There is little difference between Statistical Quality Control (SQC) and Statistical Process Control (SPC). At one time, there might have been some philosophical separation, but today, they exist as general synonyms. Some prefer SQC because the idea of “quality” is larger and more encompassing than that of “process.” Others counter this by pointing out that the term “process” is problematic by nature, whereas a focus on “quality” is symptomatic in character. Still others looked at SQC as the management version of SPC. The bottom line s simple – both approaches get the job done.
As a notable extension of this discussion, we should acknowledge that some quality professionals are still trying to argue that Six Sigma Quality (SSQ) is just another parallax of Total Quality Management (TQM). To better understand the true parallaxes of Six Sigma, let us consider its three primary domains. In this manner, we can better understand how the ideas of SQC and SPC support the aims of SSQ.
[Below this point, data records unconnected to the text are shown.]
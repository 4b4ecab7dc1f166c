//! Image provider HTTP client.

use std::time::Duration;

use futures::future::join_all;
use reqwest::Client;
use serde::{Deserialize, Serialize};
use thiserror::Error;
use tracing::{debug, warn};

use tubepost_models::ImageAsset;

/// Configuration for the image client.
#[derive(Debug, Clone)]
pub struct ImagesConfig {
    /// Base URL of the image-generation API
    pub openai_base: String,
    /// Image-generation API key
    pub openai_api_key: String,
    /// Diffusion model identifier
    pub image_model: String,
    /// Requested image size
    pub image_size: String,
    /// Base URL of the stock-photo API
    pub unsplash_base: String,
    /// Stock-photo access key
    pub unsplash_access_key: String,
    /// Request timeout
    pub timeout: Duration,
}

impl Default for ImagesConfig {
    fn default() -> Self {
        Self {
            openai_base: "https://api.openai.com/v1".to_string(),
            openai_api_key: String::new(),
            image_model: "dall-e-3".to_string(),
            image_size: "1024x1024".to_string(),
            unsplash_base: "https://api.unsplash.com".to_string(),
            unsplash_access_key: String::new(),
            timeout: Duration::from_secs(60),
        }
    }
}

impl ImagesConfig {
    /// Create config from environment variables.
    pub fn from_env() -> Self {
        let defaults = Self::default();
        Self {
            openai_base: std::env::var("OPENAI_API_BASE").unwrap_or(defaults.openai_base),
            openai_api_key: std::env::var("OPENAI_API_KEY").unwrap_or_default(),
            image_model: std::env::var("IMAGE_MODEL").unwrap_or(defaults.image_model),
            image_size: std::env::var("IMAGE_SIZE").unwrap_or(defaults.image_size),
            unsplash_base: std::env::var("UNSPLASH_API_BASE").unwrap_or(defaults.unsplash_base),
            unsplash_access_key: std::env::var("UNSPLASH_ACCESS_KEY").unwrap_or_default(),
            timeout: Duration::from_secs(
                std::env::var("IMAGES_TIMEOUT")
                    .ok()
                    .and_then(|s| s.parse().ok())
                    .unwrap_or(60),
            ),
        }
    }
}

/// Which providers to try before falling back to a placeholder.
#[derive(Debug, Clone, Copy, Default, PartialEq, Eq, Serialize, Deserialize)]
#[serde(rename_all = "snake_case")]
pub enum ImageStrategy {
    /// Generated image, then stock photo, then placeholder
    #[default]
    Generative,
    /// Stock photo, then placeholder
    StockOnly,
}

#[derive(Debug, Error)]
enum FetchError {
    #[error("provider returned {status}: {body}")]
    RequestFailed { status: u16, body: String },

    #[error("no image URL in provider response")]
    MissingUrl,

    #[error(transparent)]
    Network(#[from] reqwest::Error),
}

#[derive(Debug, Serialize)]
struct GenerationRequest<'a> {
    model: &'a str,
    prompt: &'a str,
    n: u32,
    size: &'a str,
}

#[derive(Debug, Deserialize)]
struct GenerationResponse {
    #[serde(default)]
    data: Vec<GeneratedImage>,
}

#[derive(Debug, Deserialize)]
struct GeneratedImage {
    url: Option<String>,
}

#[derive(Debug, Deserialize)]
struct StockPhotoResponse {
    urls: StockPhotoUrls,
}

#[derive(Debug, Deserialize)]
struct StockPhotoUrls {
    regular: String,
}

/// Client for generated and stock article images.
pub struct ImageClient {
    http: Client,
    config: ImagesConfig,
}

impl ImageClient {
    /// Create a new image client.
    pub fn new(config: ImagesConfig) -> Result<Self, reqwest::Error> {
        let http = Client::builder().timeout(config.timeout).build()?;
        Ok(Self { http, config })
    }

    /// Create from environment variables.
    pub fn from_env() -> Result<Self, reqwest::Error> {
        Self::new(ImagesConfig::from_env())
    }

    /// Produce one asset per description, in input order.
    ///
    /// Descriptions resolve concurrently and independently; every failure
    /// cascades toward a placeholder, so the batch itself never fails.
    pub async fn provision(
        &self,
        descriptions: &[String],
        strategy: ImageStrategy,
    ) -> Vec<ImageAsset> {
        let tasks = descriptions
            .iter()
            .enumerate()
            .map(|(index, description)| self.resolve_one(description, index, strategy));

        join_all(tasks).await
    }

    async fn resolve_one(
        &self,
        description: &str,
        index: usize,
        strategy: ImageStrategy,
    ) -> ImageAsset {
        if strategy == ImageStrategy::Generative {
            match self.generate_image(description).await {
                Ok(url) => return ImageAsset::new(url, description),
                Err(e) => {
                    warn!(index, error = %e, "Image generation failed, trying stock photo");
                }
            }
        }

        match self.stock_photo(description).await {
            Ok(url) => ImageAsset::new(url, description),
            Err(e) => {
                warn!(index, error = %e, "Stock photo lookup failed, using placeholder");
                placeholder_asset(description, index)
            }
        }
    }

    async fn generate_image(&self, description: &str) -> Result<String, FetchError> {
        let url = format!("{}/images/generations", self.config.openai_base);

        debug!(model = %self.config.image_model, "Requesting generated image");

        let request = GenerationRequest {
            model: &self.config.image_model,
            prompt: description,
            n: 1,
            size: &self.config.image_size,
        };

        let response = self
            .http
            .post(&url)
            .bearer_auth(&self.config.openai_api_key)
            .json(&request)
            .send()
            .await?;

        if !response.status().is_success() {
            let status = response.status().as_u16();
            let body = response.text().await.unwrap_or_default();
            return Err(FetchError::RequestFailed { status, body });
        }

        let generated: GenerationResponse = response.json().await?;
        generated
            .data
            .into_iter()
            .next()
            .and_then(|img| img.url)
            .ok_or(FetchError::MissingUrl)
    }

    async fn stock_photo(&self, description: &str) -> Result<String, FetchError> {
        let url = format!("{}/photos/random", self.config.unsplash_base);

        let response = self
            .http
            .get(&url)
            .query(&[
                ("query", description),
                ("client_id", self.config.unsplash_access_key.as_str()),
            ])
            .send()
            .await?;

        if !response.status().is_success() {
            let status = response.status().as_u16();
            let body = response.text().await.unwrap_or_default();
            return Err(FetchError::RequestFailed { status, body });
        }

        let photo: StockPhotoResponse = response.json().await?;
        Ok(photo.urls.regular)
    }
}

/// Local placeholder reference carrying the description and a 1-based
/// position marker.
fn placeholder_asset(description: &str, index: usize) -> ImageAsset {
    ImageAsset::new(
        format!(
            "/placeholder.svg?height=400&width=600&text={}&index={}",
            urlencoding::encode(description),
            index + 1
        ),
        description,
    )
}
Design for Six Sigma (DFSS) is focused on abating the various forms of risk attributable to the planning of a product, service, system, process, transaction, activity or event – regardless of its nature (industrial or commercial). Looking deeper into DFSS, we discover that it is concerned with two equally important and often interrelated aims. First, it is concerned with reducing the relative number of risk opportunities and consequential exposures inherent to the functional performance and physical attributes of a design (customer satisfaction issues). The risk consequence of a design that is subjected to marginal overstress, or the risk of a design feature not having been assigned an adequate performance specification, is examples of such risk. Second, DFSS is concerned with reducing the relative number of risk opportunities and consequential exposures associated with the “processing viability” of a design (provider satisfaction issues). The risk of assigning overly conservative tolerances that ultimately result in the need for expensive, higher-grade production processes is an example of such risk.
Processing for Six Sigma (PFSS) is concerned with abating the value-related risk associated with the ongoing operation of systems, processes and supporting activities – regardless of their basic nature (industrial or commercial). More specifically, PFSS is concerned with reducing the extent of consequence associated with a risk exposure. In this context, every risk exposure generated by a design has some probability of becoming manifest in the form of a defect, loss, error or quality-related problem during the process of value creation. From this perspective, it’s easy to see why PFSS is frequently employed for the improvement of process capability, even though it is also employed to improve such other important metrics as cycle time, labor cost, inventory and material cost.
Managing for Six Sigma (MFSS) is the underlying foundation of leadership for a Six Sigma initiative regardless of its nature. It is concerned with the creation, installation, initialization and utilization of the deployment plans, reporting systems and implementation processes that support DFSS and PFSS. We can also view MFSS as the unifying leadership component of Six Sigma that overlaps the aims of DFSS and PFSS for the purpose of synergistically realizing value entitlement for the customer and provider in every aspect of the business relationship.